3.5 To prevent special interests from using legal delays so they can run advertisements for extended periods leading up to an election, enforcement agencies and opposing candidates can ask a judge to stop those advertisements based on their apparent violation of the law (meeting a standard similar to probable cause for search warrants) before final determination that they indeed violate the law. So this subsection provides an incentive to the message sponsors to cooperate rather than delay the process so they can resume distributing their message and Section 5 below requires government entities to accelerate the process as well.

3.5 Upon a preliminary judicial finding that a message is in probable violation of this amendment or the laws established to enforce it, distribution and broadcast of the message shall be forestalled until final determination by a court of original jurisdiction.

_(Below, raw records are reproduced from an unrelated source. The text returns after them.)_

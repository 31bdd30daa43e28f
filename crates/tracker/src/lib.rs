//! # school-run-tracker
//!
//! Status and ETA estimation for school bus runs.
//!
//! ## Features
//!
//! - **Stop-sequence ETAs**: predicts when the bus reaches each student from
//!   the trip start (AM) or the school arrival (PM), walking stops in order
//! - **Event logs**: append-only, ordered trip logs split into pickup,
//!   dropoff and bus views
//! - **Legacy wire strings**: event and status enums render the exact tokens
//!   existing dashboards match on
//! - **Snapshots**: load a whole route through a [`TrackerProvider`] and
//!   compute the board, progress counters and next stop
//!
//! ## Example
//!
//! ```
//! use school_run_tracker::prelude::*;
//! use chrono::NaiveDate;
//!
//! let key = TripKey::new("north", NaiveDate::from_ymd_opt(2024, 5, 2).unwrap(), Session::Am);
//! let mut provider = StaticTrackerProvider::new().with_route(
//!     "north",
//!     vec![
//!         StudentEntry::new("amira", Some(1)).with_minutes(Some(5), None),
//!         StudentEntry::new("bilal", Some(2)).with_minutes(Some(10), None),
//!     ],
//! );
//! provider.start_trip(key.clone(), "07:00", None).unwrap();
//!
//! let snapshot = RouteSnapshot::load(&provider, key);
//! assert_eq!(snapshot.estimate_for(&"bilal".into()).to_string(), "07:05");
//! ```

pub mod board;
pub mod clock;
pub mod eta;
pub mod identifiers;
pub mod models;
pub mod provider;

// Re-exports for convenience
pub mod prelude {
    pub use crate::board::{BoardEntry, RouteSnapshot, TripProgress};
    pub use crate::clock::{default_session, format_clock, format_instant, parse_clock, ClockTime};
    pub use crate::eta::{estimate, EtaStatus, StatusCategory};
    pub use crate::identifiers::*;
    pub use crate::models::{
        event_log::*, roster::*, traits::*, trip::*, types::*,
    };
    pub use crate::provider::StaticTrackerProvider;
}

pub use prelude::*;
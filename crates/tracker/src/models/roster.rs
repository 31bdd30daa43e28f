//! Students on a route and their per-day duration overrides.

use std::collections::HashMap;

use crate::identifiers::StudentIdentifier;
use crate::models::types::Session;

/// Whole minutes. Negative values are kept as configured.
pub type Minutes = i64;

/// Status tag set by the admin panel for a student who is away.
pub const LEAVE_STATUS: &str = "LEAVE";

/// A student as stored on a route.
#[derive(Clone, Debug, PartialEq, Eq)]
#[cfg_attr(feature = "serde", derive(serde::Serialize, serde::Deserialize))]
pub struct StudentEntry {
    pub id: StudentIdentifier,

    /// Position in the visiting sequence; `None` keeps the student off the route plan.
    #[cfg_attr(
        feature = "serde",
        serde(default, alias = "stopOrder", deserialize_with = "lenient::stop_order")
    )]
    pub stop_order: Option<i64>,

    #[cfg_attr(
        feature = "serde",
        serde(default, alias = "minsAM", deserialize_with = "lenient::minutes")
    )]
    pub mins_am: Option<Minutes>,

    #[cfg_attr(
        feature = "serde",
        serde(default, alias = "minsPM", deserialize_with = "lenient::minutes")
    )]
    pub mins_pm: Option<Minutes>,

    #[cfg_attr(
        feature = "serde",
        serde(default, alias = "doneAM", deserialize_with = "lenient::flag")
    )]
    pub done_am: bool,

    #[cfg_attr(
        feature = "serde",
        serde(default, alias = "donePM", deserialize_with = "lenient::flag")
    )]
    pub done_pm: bool,

    #[cfg_attr(feature = "serde", serde(default, deserialize_with = "lenient::tag"))]
    pub status: Option<String>,
}

impl StudentEntry {
    pub fn new(id: impl Into<StudentIdentifier>, stop_order: Option<i64>) -> Self {
        Self {
            id: id.into(),
            stop_order,
            mins_am: None,
            mins_pm: None,
            done_am: false,
            done_pm: false,
            status: None,
        }
    }

    pub fn with_minutes(mut self, am: Option<Minutes>, pm: Option<Minutes>) -> Self {
        self.mins_am = am;
        self.mins_pm = pm;
        self
    }

    pub fn with_done(mut self, am: bool, pm: bool) -> Self {
        self.done_am = am;
        self.done_pm = pm;
        self
    }

    pub fn with_status(mut self, status: impl Into<String>) -> Self {
        self.status = Some(status.into());
        self
    }

    pub fn is_sequenced(&self) -> bool {
        self.stop_order.is_some()
    }

    pub fn is_on_leave(&self) -> bool {
        self.status.as_deref() == Some(LEAVE_STATUS)
    }

    pub fn is_done(&self, session: Session) -> bool {
        match session {
            Session::Am => self.done_am,
            Session::Pm => self.done_pm,
        }
    }

    pub fn configured_minutes(&self, session: Session) -> Option<Minutes> {
        match session {
            Session::Am => self.mins_am,
            Session::Pm => self.mins_pm,
        }
    }
}

/// Orders the sequenced students by stop order.
///
/// Unsequenced entries are dropped. Equal stop orders keep their input order.
pub fn sequence(students: &[StudentEntry]) -> Vec<&StudentEntry> {
    let mut list: Vec<&StudentEntry> = students.iter().filter(|s| s.is_sequenced()).collect();
    list.sort_by_key(|s| s.stop_order);
    list
}

/// Per-day duration overrides for one trip, keyed by student.
///
/// A `None` value is an explicit reset and behaves like a missing entry.
#[derive(Clone, Debug, Default, PartialEq, Eq)]
#[cfg_attr(feature = "serde", derive(serde::Serialize, serde::Deserialize))]
#[cfg_attr(feature = "serde", serde(transparent))]
pub struct DurationOverrides {
    #[cfg_attr(feature = "serde", serde(deserialize_with = "lenient::override_map"))]
    entries: HashMap<StudentIdentifier, Option<Minutes>>,
}

impl DurationOverrides {
    pub fn new() -> Self {
        Self::default()
    }

    pub fn set(&mut self, student_id: impl Into<StudentIdentifier>, minutes: Option<Minutes>) {
        self.entries.insert(student_id.into(), minutes);
    }

    /// The override in force for a student, ignoring resets.
    pub fn get(&self, student_id: &StudentIdentifier) -> Option<Minutes> {
        self.entries.get(student_id).copied().flatten()
    }

    pub fn len(&self) -> usize {
        self.entries.len()
    }

    pub fn is_empty(&self) -> bool {
        self.entries.is_empty()
    }

    /// Minutes the bus spends on a student's stop today: override, else the
    /// configured value, else zero.
    pub fn effective_minutes(&self, student: &StudentEntry, session: Session) -> Minutes {
        self.get(&student.id)
            .or_else(|| student.configured_minutes(session))
            .unwrap_or(0)
    }
}

impl FromIterator<(StudentIdentifier, Option<Minutes>)> for DurationOverrides {
    fn from_iter<I: IntoIterator<Item = (StudentIdentifier, Option<Minutes>)>>(iter: I) -> Self {
        Self {
            entries: iter.into_iter().collect(),
        }
    }
}

/// Store documents are loosely typed: durations may arrive as numbers,
/// numeric strings or junk. Junk counts as zero minutes; `null` stays `None`.
/// Done flags that are `null` or junk read as `false`.
#[cfg(feature = "serde")]
mod lenient {
    use std::collections::HashMap;

    use serde::{Deserialize, Deserializer};

    use super::Minutes;
    use crate::clock::parse_leading_int;
    use crate::identifiers::StudentIdentifier;

    #[derive(Deserialize)]
    #[serde(untagged)]
    enum RawNumber {
        Int(i64),
        Float(f64),
        Text(String),
        Other(serde::de::IgnoredAny),
    }

    impl RawNumber {
        fn to_minutes(&self) -> Minutes {
            match self {
                Self::Int(i) => *i,
                Self::Float(f) if f.is_finite() => f.trunc() as Minutes,
                Self::Text(s) => parse_leading_int(s).unwrap_or(0),
                _ => 0,
            }
        }
    }

    #[derive(Deserialize)]
    #[serde(untagged)]
    enum RawFlag {
        Bool(bool),
        Int(i64),
        Other(serde::de::IgnoredAny),
    }

    #[derive(Deserialize)]
    #[serde(untagged)]
    enum RawTag {
        Text(String),
        Other(serde::de::IgnoredAny),
    }

    pub fn flag<'de, D: Deserializer<'de>>(d: D) -> Result<bool, D::Error> {
        Ok(match Option::<RawFlag>::deserialize(d)? {
            Some(RawFlag::Bool(b)) => b,
            Some(RawFlag::Int(i)) => i != 0,
            _ => false,
        })
    }

    pub fn tag<'de, D: Deserializer<'de>>(d: D) -> Result<Option<String>, D::Error> {
        Ok(match Option::<RawTag>::deserialize(d)? {
            Some(RawTag::Text(s)) => Some(s),
            _ => None,
        })
    }

    pub fn minutes<'de, D: Deserializer<'de>>(d: D) -> Result<Option<Minutes>, D::Error> {
        Ok(Option::<RawNumber>::deserialize(d)?.map(|raw| raw.to_minutes()))
    }

    /// Only whole numbers place a student on the route; a fractional
    /// stop order such as 1.5 leaves the student unsequenced.
    pub fn stop_order<'de, D: Deserializer<'de>>(d: D) -> Result<Option<i64>, D::Error> {
        Ok(match Option::<RawNumber>::deserialize(d)? {
            Some(RawNumber::Int(i)) => Some(i),
            Some(RawNumber::Float(f)) if f.is_finite() && f.fract() == 0.0 => Some(f as i64),
            _ => None,
        })
    }

    pub fn override_map<'de, D: Deserializer<'de>>(
        d: D,
    ) -> Result<HashMap<StudentIdentifier, Option<Minutes>>, D::Error> {
        let raw = HashMap::<StudentIdentifier, Option<RawNumber>>::deserialize(d)?;
        Ok(raw
            .into_iter()
            .map(|(id, value)| (id, value.map(|v| v.to_minutes())))
            .collect())
    }
}

#[cfg(test)]
mod tests {
    use super::*;

    fn ids<'a>(list: &[&'a StudentEntry]) -> Vec<&'a str> {
        list.iter().map(|s| s.id.as_str()).collect()
    }

    #[test]
    fn test_sequence_orders_and_filters() {
        let students = vec![
            StudentEntry::new("c", Some(3)),
            StudentEntry::new("unplanned", None),
            StudentEntry::new("a", Some(1)),
            StudentEntry::new("b", Some(2)),
        ];

        assert_eq!(ids(&sequence(&students)), ["a", "b", "c"]);
    }

    #[test]
    fn test_sequence_ties_keep_input_order() {
        let students = vec![
            StudentEntry::new("second", Some(2)),
            StudentEntry::new("first_tie", Some(1)),
            StudentEntry::new("second_tie", Some(1)),
        ];

        assert_eq!(ids(&sequence(&students)), ["first_tie", "second_tie", "second"]);
    }

    #[test]
    fn test_effective_minutes() {
        let student = StudentEntry::new("amira", Some(1)).with_minutes(Some(6), Some(9));
        let other = StudentEntry::new("bilal", Some(2));
        let mut overrides = DurationOverrides::new();

        assert_eq!(overrides.effective_minutes(&student, Session::Am), 6);
        assert_eq!(overrides.effective_minutes(&student, Session::Pm), 9);
        assert_eq!(overrides.effective_minutes(&other, Session::Am), 0);

        overrides.set("amira", Some(0));
        assert_eq!(overrides.effective_minutes(&student, Session::Am), 0);

        assert_eq!(overrides.effective_minutes(&student, Session::Pm), 0);

        overrides.set("amira", None);
        assert_eq!(overrides.effective_minutes(&student, Session::Am), 6);
        assert_eq!(overrides.effective_minutes(&student, Session::Pm), 9);
        assert_eq!(overrides.len(), 1);
    }

    #[test]
    fn test_leave_and_done_flags() {
        let student = StudentEntry::new("amira", Some(1))
            .with_done(true, false)
            .with_status(LEAVE_STATUS);

        assert!(student.is_on_leave());
        assert!(student.is_done(Session::Am));
        assert!(!student.is_done(Session::Pm));
        assert!(!StudentEntry::new("bilal", None).with_status("AWAITING").is_on_leave());
    }

    #[cfg(feature = "serde")]
    #[test]
    fn test_lenient_student_document() {
        let student: StudentEntry = serde_json::from_str(
            r#"{"id":"amira","stopOrder":2,"minsAM":"7","minsPM":"soon","doneAM":true}"#,
        )
        .unwrap();

        assert_eq!(student.stop_order, Some(2));
        assert_eq!(student.mins_am, Some(7));
        assert_eq!(student.mins_pm, Some(0));
        assert!(student.done_am);
        assert!(!student.done_pm);

        let unplanned: StudentEntry =
            serde_json::from_str(r#"{"id":"bilal","stop_order":"3","mins_am":null}"#).unwrap();
        assert_eq!(unplanned.stop_order, None);
        assert_eq!(unplanned.mins_am, None);

        let halfway: StudentEntry = serde_json::from_str(r#"{"id":"chen","stopOrder":1.5}"#).unwrap();
        assert_eq!(halfway.stop_order, None);
        let whole: StudentEntry = serde_json::from_str(r#"{"id":"dana","stopOrder":2.0}"#).unwrap();
        assert_eq!(whole.stop_order, Some(2));
    }

    #[cfg(feature = "serde")]
    #[test]
    fn test_lenient_flags_and_status() {
        let student: StudentEntry = serde_json::from_str(
            r#"{"id":"amira","stopOrder":1,"minsAM":5,"doneAM":null,"donePM":"yes","status":null}"#,
        )
        .unwrap();
        assert!(!student.done_am);
        assert!(!student.done_pm);
        assert_eq!(student.status, None);

        let away: StudentEntry =
            serde_json::from_str(r#"{"id":"bilal","doneAM":1,"donePM":0,"status":"LEAVE"}"#)
                .unwrap();
        assert!(away.done_am);
        assert!(!away.done_pm);
        assert!(away.is_on_leave());

        let tagged: StudentEntry = serde_json::from_str(r#"{"id":"chen","status":42}"#).unwrap();
        assert_eq!(tagged.status, None);
    }

    #[cfg(feature = "serde")]
    #[test]
    fn test_lenient_overrides() {
        let overrides: DurationOverrides =
            serde_json::from_str(r#"{"amira":4,"bilal":null,"chen":"x","dana":2.7}"#).unwrap();

        assert_eq!(overrides.get(&"amira".into()), Some(4));
        assert_eq!(overrides.get(&"bilal".into()), None);
        assert_eq!(overrides.get(&"chen".into()), Some(0));
        assert_eq!(overrides.get(&"dana".into()), Some(2));
        assert_eq!(overrides.len(), 4);
    }
}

Section 4 All other sources of contributions and advertising are not allowed. This closes the door on independent advertising from any source other than campaigns and citizens, which must be funded under the limit. This also prevents predictable and unpredictable loopholes, like contributions to candidates from non-citizens and foreign governments, or wealthy candidates funding their own campaigns.

This sweeping limitation also nullifies the portion of the Supreme Court’s decision in Buckley v. Valeo which allowed candidates to spend their unlimited personal money on their campaign; under CFR28 they are subject to the same limit as all citizens established in Section 1.

Section 4  No wealth or assets other than those authorized by this Amendment may be contributed to candidates’ campaigns, or be used to supplement or offset the costs of candidates' campaigns. Candidates may use only the wealth and assets authorized by this Amendment to fund the cost of campaigning and advertising for election or appointment.


Sections 5 As with other provisions of the Constitution, Congress must write more detailed laws implementing this 28th Amendment. And those laws must be enforced not only against those who purposely violate it, but against those who facilitate violations as well. But enforcement should be proportional to the premeditation and magnitude of the violation. For example, a media outlet that unwittingly enables an illegal independent campaign message would simply be required to immediately stop.

Swift justice is important as well. During the period leading up to an election, the opposing candidate should get a hearing quickly to stop illegal independent messaging. This will likely require establishing dedicated courts and streamlined processes for the noncriminal court findings (like those referenced in subsection 3.5).

Section  5 Congress shall enact laws implementing this amendment to ensure manifold commitment to the integrity of American democracy and, with the Executive and Judicial Branches, establish processes and provide resources to expedite adjudication of disputes arising from those laws.